A Review on Wettability Characterization from 3D Pore-Scale Images

Abstract

Wettability, as represented by contact angles, impacts the multifluid configuration inside porous media, which determines the media’s upscaled behavior. An accurate description of the wettability is therefore crucial in determining and understanding macroscopic flow behavior, such as relative permeability and capillary pressure. Traditional experimental and numerical studies determine the aggregate wettability of a medium as a single parameter assigned to the whole sample. However, the wettability could vary spatially throughout the domain. Advances in micro-CT scanning have improved the capability to see the solid and fluid distribution inside porous media. This has led to more recent developments of different numerical methods to determine the wettability distribution based on segmented micro-CT images. This paper reviews different numerical methods for wettability characterization on three-dimensional (3D) pore-scale images of fluid distribution, concerning their methodology, accuracy, and computational cost where applicable.

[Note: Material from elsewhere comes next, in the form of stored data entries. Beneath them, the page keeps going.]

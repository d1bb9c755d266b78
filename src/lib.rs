//! cctestbed — congestion-control experiment driver and telemetry
//! pipeline.
//!
//! The driver side builds an emulated topology (via the `net-emu` crate),
//! launches staggered traffic flows with kernel or user-space congestion
//! control, and runs passive counter collectors for the experiment's
//! lifetime. The telemetry side parses the resulting counter and iperf
//! logs into one de-duplicated, timestamp-aligned CSV dataset.

// Use mimalloc as the global allocator for tests (non-Windows only)
#[cfg(not(windows))]
#[cfg(test)]
#[global_allocator]
static ALLOC: mimalloc::MiMalloc = mimalloc::MiMalloc;

pub mod analyze;
pub mod export;
pub mod flow;
pub mod monitor;
pub mod normalize;
pub mod parse;
pub mod run;
pub mod sweep;
pub mod topo;

// Re-export commonly used items
pub use flow::{FlowSpec, Transport};
pub use monitor::MonitorMode;
pub use run::{CancelToken, RunConfig};
pub use topo::{HostRole, TopologySpec};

This study tries to cover all numerical methods for characterizing wettability distribution based on the segmented micro-CT images as of the time of this manuscript. We have divided the methods into six categories: geometry-, topology-, multiphase-, machine learning-, thermodynamic-, and event-based methods. Developments within each category are reviewed, and the different categories are compared. While no category stands out, as they all have different strengths and weaknesses, the geometry-based method tends to be most versatile and robust.